Il faudrait aussi regrouper les trésoreries hospitalières sur le périmètre des groupements hospitaliers de territoires dans la limite haute de 50 équivalents temps plein (ÉTP).

Quant aux services de impôts des particuliers (SIP) et services des impôts des entreprises (SIE), ils subiraient le même sort en matière de regroupement, dans la même limite du nombre d’ÉTP.

Les services de publicité foncière (SPF) continueraient d’être resserrés des deux tiers sur la base du plan pluriannuel et ne seraient pas nécessairement localisés au chef-lieu du département.

Une concertation locale devrait s’ouvrir en mars auprès des élus locaux puis des représentants locaux du personnel, des cadres et des agents, selon des modalités qui seront précisées ultérieurement. La délocalisation des services situés dans des grandes métropoles releverait d’une concertation au niveau national. Les suppressions d’emplois se poursuivraient sur la base d’un contrat pluriannuel dont, pour le moment, nous ne savons rien, si ce n’est qu’il serait en discussion avec la direction du budget. Parallèlement, l’accueil sur rendez-vous deviendrait la règle.

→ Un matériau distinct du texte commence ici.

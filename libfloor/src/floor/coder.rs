//! Post quantization and the per-block packet layout
//!
//! Packet: has-floor flag, two raw edge values, then per partition an
//! optional selector symbol followed by each post's folded deviation from
//! its linear prediction.

use tracing::trace;

use super::lookup::FloorLookup;
use super::render::render_point;
use crate::core::{BitReader, BitWriter, Codebook, FloorError, FloorResult, Post, FIT_MAX};

/// Width of one quantization step on the 0..=1023 fit scale
pub fn quant_step(multiplier: u32) -> u32 {
    match multiplier {
        1 => 4,
        2 => 8,
        3 => 12,
        _ => 16,
    }
}

/// Map a fit-scale value (0..=1023) onto `0..quant_q`
pub fn quantize(value: u16, multiplier: u32) -> u16 {
    let v = value.min(FIT_MAX);
    match multiplier {
        1 => v >> 2,
        2 => v >> 3,
        3 => v / 12,
        _ => v >> 4,
    }
}

/// Bottom of the fit-scale bucket a quantized value stands for
pub fn dequantize(value: u16, multiplier: u32) -> u16 {
    value.saturating_mul(quant_step(multiplier) as u16)
}

/// Quantize every post, keeping its flag
pub fn quantize_posts(posts: &[Post], multiplier: u32) -> Vec<Post> {
    posts
        .iter()
        .map(|p| p.with_value(quantize(p.value(), multiplier)))
        .collect()
}

/// Fold a signed deviation into a non-negative payload
///
/// Small deviations interleave (0, -1, 1, -2, ...); once one side runs out
/// of room the remaining side continues linearly.
pub fn fold_deviation(deviation: i32, headroom: i32) -> u32 {
    let folded = if deviation < 0 {
        if deviation < -headroom {
            headroom - deviation - 1
        } else {
            -1 - (deviation << 1)
        }
    } else if deviation >= headroom {
        deviation + headroom
    } else {
        deviation << 1
    };
    folded as u32
}

/// Inverse of [`fold_deviation`] for a prediction inside `0..quant_q`
pub fn unfold_deviation(payload: u32, predicted: i32, quant_q: i32) -> i32 {
    let hiroom = quant_q - predicted;
    let loroom = predicted;
    let room = hiroom.min(loroom) << 1;
    let val = payload as i32;

    if val >= room {
        if hiroom > loroom {
            val - loroom
        } else {
            -1 - (val - hiroom)
        }
    } else if val & 1 != 0 {
        -((val + 1) >> 1)
    } else {
        val >> 1
    }
}

/// What [`pack`] wrote for one block
#[derive(Debug, Clone, PartialEq, Eq)]
pub struct PackedFloor {
    /// Quantized posts as the decoder will rebuild them
    pub posts: Vec<Post>,
    /// Bits spent on edge values and post payloads
    pub post_bits: u32,
    /// Bits spent on class selector symbols
    pub phrase_bits: u32,
}

struct PartitionPlan {
    class: usize,
    first_post: usize,
    selector: Option<u32>,
    /// chosen sub-book slot per post
    slots: Vec<usize>,
}

fn book<'b>(books: &'b [Codebook], index: u8) -> FloorResult<&'b Codebook> {
    books.get(index as usize).ok_or_else(|| {
        FloorError::InvalidInput(format!(
            "book {} referenced but only {} books supplied",
            index,
            books.len()
        ))
    })
}

fn check_len(lookup: &FloorLookup, posts: &[Post]) -> FloorResult<()> {
    if posts.len() != lookup.posts() {
        return Err(FloorError::InvalidInput(format!(
            "{} posts given, floor has {}",
            posts.len(),
            lookup.posts()
        )));
    }
    Ok(())
}

/// Predict post `i` from its static neighbors
fn predict(lookup: &FloorLookup, posts: &[Post], i: usize) -> i32 {
    let ln = lookup.lo_neighbor(i);
    let hn = lookup.hi_neighbor(i);
    render_point(
        lookup.x(ln),
        lookup.x(hn),
        posts[ln].value() as i32,
        posts[hn].value() as i32,
        lookup.x(i),
    )
}

/// Quantize fit-scale posts and pack them; `None` writes the no-floor bit
pub fn pack(
    lookup: &FloorLookup,
    books: &[Codebook],
    posts: Option<&[Post]>,
    bits: &mut BitWriter,
) -> FloorResult<Option<PackedFloor>> {
    let Some(posts) = posts else {
        bits.write_bit(0);
        return Ok(None);
    };
    check_len(lookup, posts)?;
    let quantized = quantize_posts(posts, lookup.multiplier());
    pack_quantized(lookup, books, &quantized, bits).map(Some)
}

/// Pack posts already in `0..quant_q`
///
/// Nothing is written unless the whole block is encodable.
pub fn pack_quantized(
    lookup: &FloorLookup,
    books: &[Codebook],
    posts: &[Post],
    bits: &mut BitWriter,
) -> FloorResult<PackedFloor> {
    check_len(lookup, posts)?;
    let quant_q = lookup.quant_q() as i32;
    if let Some((i, p)) = posts
        .iter()
        .enumerate()
        .find(|(_, p)| p.value() as i32 >= quant_q)
    {
        return Err(FloorError::InvalidInput(format!(
            "post {} value {} outside 0..{}",
            i,
            p.value(),
            quant_q
        )));
    }

    let count = posts.len();
    let mut post: Vec<Post> = posts.to_vec();
    post[0] = post[0].to_explicit();
    post[1] = post[1].to_explicit();

    let mut out = vec![0u32; count];
    out[0] = post[0].value() as u32;
    out[1] = post[1].value() as u32;

    for i in 2..count {
        let predicted = predict(lookup, &post, i);
        if post[i].is_implicit() || predicted == post[i].value() as i32 {
            post[i] = Post::Implicit(predicted as u16);
            out[i] = 0;
        } else {
            let headroom = (quant_q - predicted).min(predicted);
            out[i] = fold_deviation(post[i].value() as i32 - predicted, headroom);

            let ln = lookup.lo_neighbor(i);
            let hn = lookup.hi_neighbor(i);
            post[ln] = post[ln].to_explicit();
            post[hn] = post[hn].to_explicit();
        }
    }

    let plans = plan_partitions(lookup, books, &out)?;

    // everything is known to be encodable, write it
    let spec = lookup.spec();
    let edge_bits = lookup.edge_bits();
    bits.write_bit(1);
    bits.write_bits(out[0], edge_bits);
    bits.write_bits(out[1], edge_bits);

    let mut post_bits = edge_bits * 2;
    let mut phrase_bits = 0;
    for plan in &plans {
        let class = &spec.classes[plan.class];
        if let (Some(selector), Some(selector_book)) = (plan.selector, class.book) {
            phrase_bits += book(books, selector_book)?.encode(selector, bits)?;
        }
        for (k, &slot) in plan.slots.iter().enumerate() {
            if let Some(sub) = class.sub_books[slot] {
                post_bits += book(books, sub)?.encode(out[plan.first_post + k], bits)?;
            }
        }
    }

    trace!(post_bits, phrase_bits, "packed floor");
    Ok(PackedFloor {
        posts: post,
        post_bits,
        phrase_bits,
    })
}

/// Pick a sub-book for every payload and build the selector symbols
fn plan_partitions(
    lookup: &FloorLookup,
    books: &[Codebook],
    out: &[u32],
) -> FloorResult<Vec<PartitionPlan>> {
    let spec = lookup.spec();
    let mut plans = Vec::with_capacity(spec.partitions.len());
    let mut j = 2;

    for &class_index in &spec.partitions {
        let class_index = class_index as usize;
        let class = &spec.classes[class_index];
        let dim = class.dim as usize;
        let sub_bits = class.sub_bits as u32;

        // largest payload each slot can hold, an unused slot holds only 0
        let mut max_val = Vec::with_capacity(class.sub_count());
        for sub in &class.sub_books {
            max_val.push(match sub {
                Some(b) => book(books, *b)?.entries(),
                None => 1,
            });
        }

        let mut slots = Vec::with_capacity(dim);
        let mut selector = 0u32;
        for k in 0..dim {
            let value = out[j + k];
            let unencodable = FloorError::Unencodable {
                post: j + k,
                class: class_index,
                value,
            };

            let slot = if sub_bits > 0 {
                max_val
                    .iter()
                    .position(|&max| value < max)
                    .ok_or_else(|| unencodable.clone())?
            } else {
                0
            };

            let codable = match class.sub_books[slot] {
                Some(b) => book(books, b)?.code_length(value).is_some(),
                None => value == 0,
            };
            if !codable {
                return Err(unencodable);
            }

            selector |= (slot as u32) << (k as u32 * sub_bits);
            slots.push(slot);
        }

        let selector = match class.book {
            Some(b) if sub_bits > 0 => {
                if book(books, b)?.code_length(selector).is_none() {
                    return Err(FloorError::InvalidCodebook(format!(
                        "selector book {} has no codeword for {}",
                        b, selector
                    )));
                }
                Some(selector)
            }
            _ => None,
        };

        plans.push(PartitionPlan {
            class: class_index,
            first_post: j,
            selector,
            slots,
        });
        j += dim;
    }

    Ok(plans)
}

/// Read one block's posts; `None` when the block carries no floor
///
/// A truncated or corrupt packet fails the whole block.
pub fn unpack_posts(
    lookup: &FloorLookup,
    books: &[Codebook],
    bits: &mut BitReader<'_>,
) -> FloorResult<Option<Vec<Post>>> {
    if !bits.read_bool()? {
        return Ok(None);
    }

    let spec = lookup.spec();
    let quant_q = lookup.quant_q() as i32;
    let count = lookup.posts();
    let edge_bits = lookup.edge_bits();

    let mut payload = vec![0u32; count];
    payload[0] = bits.read_bits(edge_bits)?;
    payload[1] = bits.read_bits(edge_bits)?;

    let mut j = 2;
    for &class_index in &spec.partitions {
        let class = &spec.classes[class_index as usize];
        let sub_bits = class.sub_bits as u32;
        let mask = (1u32 << sub_bits) - 1;

        let mut selector = match class.book {
            Some(b) if sub_bits > 0 => book(books, b)?.decode(bits)?,
            _ => 0,
        };

        for k in 0..class.dim as usize {
            let slot = (selector & mask) as usize;
            selector >>= sub_bits;
            payload[j + k] = match class.sub_books[slot] {
                Some(b) => book(books, b)?.decode(bits)?,
                None => 0,
            };
        }
        j += class.dim as usize;
    }

    let mut posts = Vec::with_capacity(count);
    for &edge in &payload[..2] {
        if edge as i32 >= quant_q {
            return Err(FloorError::MalformedPacket(format!(
                "edge value {} outside 0..{}",
                edge, quant_q
            )));
        }
        posts.push(Post::Explicit(edge as u16));
    }

    for i in 2..count {
        let predicted = predict(lookup, &posts, i);
        if payload[i] == 0 {
            posts.push(Post::Implicit(predicted as u16));
            continue;
        }

        let value = predicted + unfold_deviation(payload[i], predicted, quant_q);
        if !(0..quant_q).contains(&value) {
            return Err(FloorError::MalformedPacket(format!(
                "post {} decodes to {} outside 0..{}",
                i, value, quant_q
            )));
        }
        posts.push(Post::Explicit(value as u16));

        let ln = lookup.lo_neighbor(i);
        let hn = lookup.hi_neighbor(i);
        posts[ln] = posts[ln].to_explicit();
        posts[hn] = posts[hn].to_explicit();
    }

    trace!(posts = count, "unpacked floor");
    Ok(Some(posts))
}

#[cfg(test)]
mod tests {
    use super::*;

    #[test]
    fn test_fold_unfold() {
        let quant_q = 256;
        for predicted in [0, 1, 5, 128, 250, 255] {
            for value in 0..quant_q {
                let headroom = (quant_q - predicted).min(predicted);
                let folded = fold_deviation(value - predicted, headroom);
                if folded == 0 {
                    assert_eq!(value, predicted);
                    continue;
                }
                assert_eq!(
                    predicted + unfold_deviation(folded, predicted, quant_q),
                    value,
                    "predicted {} value {}",
                    predicted,
                    value
                );
            }
        }
    }
}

Pour nous, si certaines des propositions telles que la relocalisation de services, le télétravail ou le travail à distance méritent d’être examinées pour les agents concernés, ce qui se profile est bien un service rendu à géométrie variable, différencié selon les territoires, combinant services de plein exercice et simples points de contact et à caractère plus ou moins permanent.

À l’horizon 2022, il pourrait ne plus exister de trésorerie de secteur public local sous la forme que nous connaissons : « front/back office » en zone rurale ou péri-urbaine et agences comptables dans les grandes villes.

S’agissant des SIP et SIE, combien seront maintenus dans chaque département et où seront-ils localisés ?

Compte tenu du contexte politique et social, le calendrier pourrait cependant ne pas être celui prévu. Le débat public qui se profile intègre aussi ,en sus du pouvoir d’achat et de la fiscalité, la présence de l’État dans les territoires.

Enfin, la prime de 200 € annoncée par le ministre a été évoquée car, ni son montant, ni son périmètre, ne sont satisfaisants, pas plus que la tonalité de la dépêche AFP dans laquelle le ministre fait référence à une « petite surcharge de travail ».

Dans un tel contexte, il nous appartient collectivement de décider de notre avenir, de celui de nos missions et de nos conditions de travail. Un préavis de grève reconductible à compter du 2 janvier a été déposé par le syndicat le 21 décembre dernier. Tous ensemble, il faut dire non. Personne ne défendra nos missions à notre place.